A desgraça é que esta compreensão não alivia meu profundo mal-estar com um tipo que de uns tempos para cá germinou em nossa sociedade: os tietes do juiz Sérgio Moro. Não há corrosivo maior para a reputação intelectual do que aparecer com uma fotinho do magistrado no perfil do Feicebúqui. E isto nada tem a ver com a figura do Moro em si. Apesar da vaidade, dos vazamentos seletivos, da origem tucana que em tese compromete a neutralidade, o juiz de Curitiba trabalha duro e sério. Não é despropositada a admiração que lhe é confiada, com certa histeria, pela ala antipetista da sociedade.
O problema está na personificação da virtude, como se o sistema, sozinho, não fosse capaz de depurar as toxinas da corrupção. “Infeliz a nação que precisa de heróis”, ensinou Bertolt Brecht lá atrás, mas os brasileiros se fazem de surdos. A cada crise depositamos a esperança nas costas de alguém. O salvador da pátria é uma aspiração coletiva que nos infantiliza desde sempre.
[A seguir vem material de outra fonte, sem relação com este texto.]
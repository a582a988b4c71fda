use std::sync::{Arc, RwLock};

use tracing::warn;

use super::binding::Binding;
use crate::setup::{AsReference, ErasedState, RefKind, Reference};
use crate::store::config::DynValue;
use crate::store::Store;

struct StateInner<T> {
    /// Local slot: authoritative while standalone, kept as a mirror once
    /// bound. Bound reads always come from the store.
    slot: RwLock<T>,
    binding: RwLock<Option<Binding>>,
}

/// Indirect reference to a state entry.
///
/// Created with an initial value and no store; reads and writes hit a local
/// slot until the reference is bound, then redirect through the store's state
/// tree at the resolved path. Handles are cheap clones sharing one slot, so
/// closures that captured a clone observe later binding.
pub struct StateRef<T> {
    inner: Arc<StateInner<T>>,
}

impl<T> Clone for StateRef<T> {
    fn clone(&self) -> Self {
        Self {
            inner: Arc::clone(&self.inner),
        }
    }
}

impl<T: Clone + Send + Sync + 'static> StateRef<T> {
    fn new(initial: T) -> Self {
        Self {
            inner: Arc::new(StateInner {
                slot: RwLock::new(initial),
                binding: RwLock::new(None),
            }),
        }
    }

    /// Current value: from the store's state tree when bound, from the local
    /// slot otherwise.
    pub fn get(&self) -> T {
        let binding = self.inner.binding.read().unwrap();
        if let Some(binding) = binding.as_ref() {
            let stored = binding
                .store
                .state_value(&binding.ancestors, &binding.name)
                .and_then(|value| value.downcast_ref::<T>().cloned());
            match stored {
                Some(value) => return value,
                None => {
                    warn!(path = %binding.path, "bound state read did not resolve; using local slot");
                }
            }
        }
        self.inner.slot.read().unwrap().clone()
    }

    /// Overwrite the value. Writes through to the store when bound; the local
    /// slot is updated either way.
    pub fn set(&self, value: T) {
        {
            let binding = self.inner.binding.read().unwrap();
            if let Some(binding) = binding.as_ref() {
                let stored = binding.store.set_state_value(
                    &binding.ancestors,
                    &binding.name,
                    Arc::new(value.clone()),
                );
                if !stored {
                    warn!(path = %binding.path, "bound state write did not resolve; local slot only");
                }
            }
        }
        *self.inner.slot.write().unwrap() = value;
    }

    /// Modify the value in place. Read-modify-write; when bound, another
    /// mutation may interleave between the read and the write.
    pub fn update(&self, f: impl FnOnce(&mut T)) {
        let mut value = self.get();
        f(&mut value);
        self.set(value);
    }
}

impl<T: Clone + Send + Sync + 'static> ErasedState for StateRef<T> {
    fn initial(&self) -> DynValue {
        Arc::new(self.inner.slot.read().unwrap().clone())
    }

    fn set_store(&self, store: &Store, name: &str, ancestors: &[String]) {
        *self.inner.binding.write().unwrap() = Some(Binding::new(store, name, ancestors));
    }
}

impl<T: Clone + Send + Sync + 'static> AsReference for StateRef<T> {
    fn as_reference(&self) -> Reference {
        Reference::new(RefKind::State(Arc::new(self.clone())))
    }
}

/// Create an indirect reference for a state entry.
pub fn state<T: Clone + Send + Sync + 'static>(initial: T) -> StateRef<T> {
    StateRef::new(initial)
}
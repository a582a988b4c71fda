use std::sync::{Arc, RwLock};

use tracing::warn;

use super::binding::Binding;
use crate::setup::{AsReference, ErasedGetter, RefKind, Reference};
use crate::store::config::{DynValue, GetterHandler};
use crate::store::Store;

struct GetterInner<T> {
    compute: Arc<dyn Fn() -> T + Send + Sync>,
    binding: RwLock<Option<Binding>>,
}

/// Indirect reference to a derived, read-only value.
///
/// Standalone reads invoke the compute function directly; bound reads look up
/// the store's getter table at the resolved path. Getters may read other
/// references, bound or not, so derived values compose before a store exists.
pub struct GetterRef<T> {
    inner: Arc<GetterInner<T>>,
}

impl<T> Clone for GetterRef<T> {
    fn clone(&self) -> Self {
        Self {
            inner: Arc::clone(&self.inner),
        }
    }
}

impl<T: Clone + Send + Sync + 'static> GetterRef<T> {
    fn new(compute: Arc<dyn Fn() -> T + Send + Sync>) -> Self {
        Self {
            inner: Arc::new(GetterInner {
                compute,
                binding: RwLock::new(None),
            }),
        }
    }

    /// Evaluate the getter.
    pub fn get(&self) -> T {
        {
            let binding = self.inner.binding.read().unwrap();
            if let Some(binding) = binding.as_ref() {
                let stored = binding
                    .store
                    .getter_value(&binding.path)
                    .and_then(|value| value.downcast_ref::<T>().cloned());
                match stored {
                    Some(value) => return value,
                    None => {
                        warn!(path = %binding.path, "bound getter did not resolve; computing directly");
                    }
                }
            }
        }
        (self.inner.compute)()
    }
}

impl<T: Clone + Send + Sync + 'static> ErasedGetter for GetterRef<T> {
    fn handler(&self) -> GetterHandler {
        let compute = Arc::clone(&self.inner.compute);
        Arc::new(move || Arc::new(compute()) as DynValue)
    }

    fn set_store(&self, store: &Store, name: &str, ancestors: &[String]) {
        *self.inner.binding.write().unwrap() = Some(Binding::new(store, name, ancestors));
    }
}

impl<T: Clone + Send + Sync + 'static> AsReference for GetterRef<T> {
    fn as_reference(&self) -> Reference {
        Reference::new(RefKind::Getter(Arc::new(self.clone())))
    }
}

/// Create an indirect reference for a derived value.
pub fn getter<T, F>(compute: F) -> GetterRef<T>
where
    T: Clone + Send + Sync + 'static,
    F: Fn() -> T + Send + Sync + 'static,
{
    GetterRef::new(Arc::new(compute))
}
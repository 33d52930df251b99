//! Strongly typed identifiers for sessions and backends.

use std::fmt;
use std::sync::atomic::{AtomicU64, Ordering};

use serde::{Deserialize, Serialize};

static HANDLE_COUNTER: AtomicU64 = AtomicU64::new(1);

/// Opaque identifier a backend mints for an advertised session.
///
/// Only meaningful to the backend that produced it; the orchestrator and
/// consumers treat it as a token.
#[derive(Clone, Copy, Debug, PartialEq, Eq, Hash, Serialize, Deserialize)]
pub struct SessionHandle(u64);

impl SessionHandle {
    pub const fn new(value: u64) -> Self {
        Self(value)
    }

    pub const fn get(self) -> u64 {
        self.0
    }

    /// Mints a process-unique handle. Monotonic, not guess-resistant.
    pub fn mint() -> Self {
        Self(HANDLE_COUNTER.fetch_add(1, Ordering::Relaxed))
    }
}

impl fmt::Display for SessionHandle {
    fn fmt(&self, f: &mut fmt::Formatter<'_>) -> fmt::Result {
        write!(f, "{}", self.0)
    }
}

/// Well-known name under which the active session is registered.
#[derive(Clone, Copy, Debug, PartialEq, Eq, Hash)]
pub struct SessionName(&'static str);

/// The single session name used by the matchmaking flow.
pub const GAME_SESSION: SessionName = SessionName::new("game_session");

impl SessionName {
    pub const fn new(name: &'static str) -> Self {
        Self(name)
    }

    pub const fn as_str(self) -> &'static str {
        self.0
    }
}

impl fmt::Display for SessionName {
    fn fmt(&self, f: &mut fmt::Formatter<'_>) -> fmt::Result {
        f.write_str(self.0)
    }
}

/// Identity name local/offline providers report, toggling LAN behavior.
pub const LOCAL_IDENTITY: &str = "lan";

/// Runtime-queryable name of a session provider.
#[derive(Clone, Debug, PartialEq, Eq, Serialize, Deserialize)]
pub struct BackendIdentity(String);

impl BackendIdentity {
    pub fn new(name: impl Into<String>) -> Self {
        Self(name.into())
    }

    /// Identity of the local/LAN provider.
    pub fn local() -> Self {
        Self(LOCAL_IDENTITY.to_owned())
    }

    pub fn name(&self) -> &str {
        &self.0
    }

    /// Local providers advertise over LAN instead of a hosted service.
    pub fn is_local(&self) -> bool {
        self.0 == LOCAL_IDENTITY
    }
}

impl fmt::Display for BackendIdentity {
    fn fmt(&self, f: &mut fmt::Formatter<'_>) -> fmt::Result {
        f.write_str(&self.0)
    }
}

#[cfg(test)]
mod tests {
    use super::*;

    #[test]
    fn minted_handles_are_unique() {
        let a = SessionHandle::mint();
        let b = SessionHandle::mint();
        assert_ne!(a, b);
        assert!(b.get() > a.get());
    }

    #[test]
    fn local_identity_detection() {
        assert!(BackendIdentity::local().is_local());
        assert!(!BackendIdentity::new("steam").is_local());
    }
}
//! Search results advertised by backends.

use std::collections::BTreeMap;

use serde::{Deserialize, Serialize};

use crate::ids::SessionHandle;

/// Attribute key under which the match tag is advertised.
pub const ATTR_MATCH_TAG: &str = "match_tag";

/// One advertised session as returned from a search.
///
/// Produced by the backend, read-only to the orchestrator and forwarded to
/// consumers as-is.
#[derive(Clone, Debug, PartialEq, Serialize, Deserialize)]
pub struct SessionSearchResult {
    pub handle: SessionHandle,
    pub owner: String,
    pub player_count: u16,
    pub max_public_slots: u16,
    pub attributes: BTreeMap<String, String>,
}

impl SessionSearchResult {
    pub fn new(handle: SessionHandle, owner: impl Into<String>, max_public_slots: u16) -> Self {
        Self {
            handle,
            owner: owner.into(),
            player_count: 0,
            max_public_slots,
            attributes: BTreeMap::new(),
        }
    }

    pub fn with_attribute(mut self, key: impl Into<String>, value: impl Into<String>) -> Self {
        self.attributes.insert(key.into(), value.into());
        self
    }

    /// Advertised match tag, if the host published one.
    pub fn match_tag(&self) -> Option<&str> {
        self.attributes.get(ATTR_MATCH_TAG).map(String::as_str)
    }

    pub fn open_slots(&self) -> u16 {
        self.max_public_slots.saturating_sub(self.player_count)
    }
}

/// Picks the first result advertising the given match tag.
pub fn select_by_tag<'a>(
    results: &'a [SessionSearchResult],
    tag: &str,
) -> Option<&'a SessionSearchResult> {
    results.iter().find(|result| result.match_tag() == Some(tag))
}

#[cfg(test)]
mod tests {
    use super::*;

    fn result_with_tag(id: u64, tag: &str) -> SessionSearchResult {
        SessionSearchResult::new(SessionHandle::new(id), "host", 4)
            .with_attribute(ATTR_MATCH_TAG, tag)
    }

    #[test]
    fn selects_first_matching_tag() {
        let results = vec![
            result_with_tag(1, "Coop"),
            result_with_tag(2, "Deathmatch"),
            result_with_tag(3, "Race"),
        ];
        let selected = select_by_tag(&results, "Deathmatch").unwrap();
        assert_eq!(selected.handle, SessionHandle::new(2));
        assert!(select_by_tag(&results, "CaptureTheFlag").is_none());
    }

    #[test]
    fn match_tag_absent_when_not_advertised() {
        let result = SessionSearchResult::new(SessionHandle::new(7), "host", 2);
        assert_eq!(result.match_tag(), None);
        assert_eq!(result.open_slots(), 2);
    }
}
//! Boundary to the external gameplay-map transition mechanism.

/// Invoked by the orchestrator after successful host/join outcomes. The
/// actual level load and connect are implemented outside this system.
pub trait TravelHandler: Send {
    /// Move the local game to the shared destination after hosting.
    fn open_destination(&mut self, destination: &str);

    /// Connect the local game to a resolved session address after joining.
    fn connect_to(&mut self, address: &str);
}
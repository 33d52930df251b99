//! Shared session-lifecycle types for the matchmaking layer.
//!
//! This crate hosts the data model shared between the orchestrator and
//! concrete session backends:
//! - config: session settings and search criteria, built fresh per attempt
//! - search: advertised search results and attribute helpers
//! - events: completion messages, bus payloads, backend error taxonomy
//! - ids: strongly typed identifiers (session handle/name, backend identity)
//!
//! Keep this crate lean: no orchestration logic, no transport.

pub mod config;
pub mod events;
pub mod ids;
pub mod search;

/// Convenience prelude for downstream crates.
pub mod prelude {
    pub use crate::config::{AdvertisingMode, SessionConfig, SessionSearchQuery};
    pub use crate::events::{
        BackendCompletion, BackendError, CompletionSender, CreateComplete, DestroyComplete,
        FindComplete, JoinComplete, JoinResult, OperationKind, StartComplete,
    };
    pub use crate::ids::{BackendIdentity, SessionHandle, SessionName, GAME_SESSION};
    pub use crate::search::{select_by_tag, SessionSearchResult, ATTR_MATCH_TAG};
}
Quando conferimos propriedades divinais a um ser humano escolhido para nos salvar, o pensamento começa a enfraquecer. O discurso fica ralo. Com um celular ligado à internet em mãos, não é possível escapar a sanha laudatória deste pessoal. Isto porque os tietes do Moro se adaptaram com notável sucesso no Uatizápi.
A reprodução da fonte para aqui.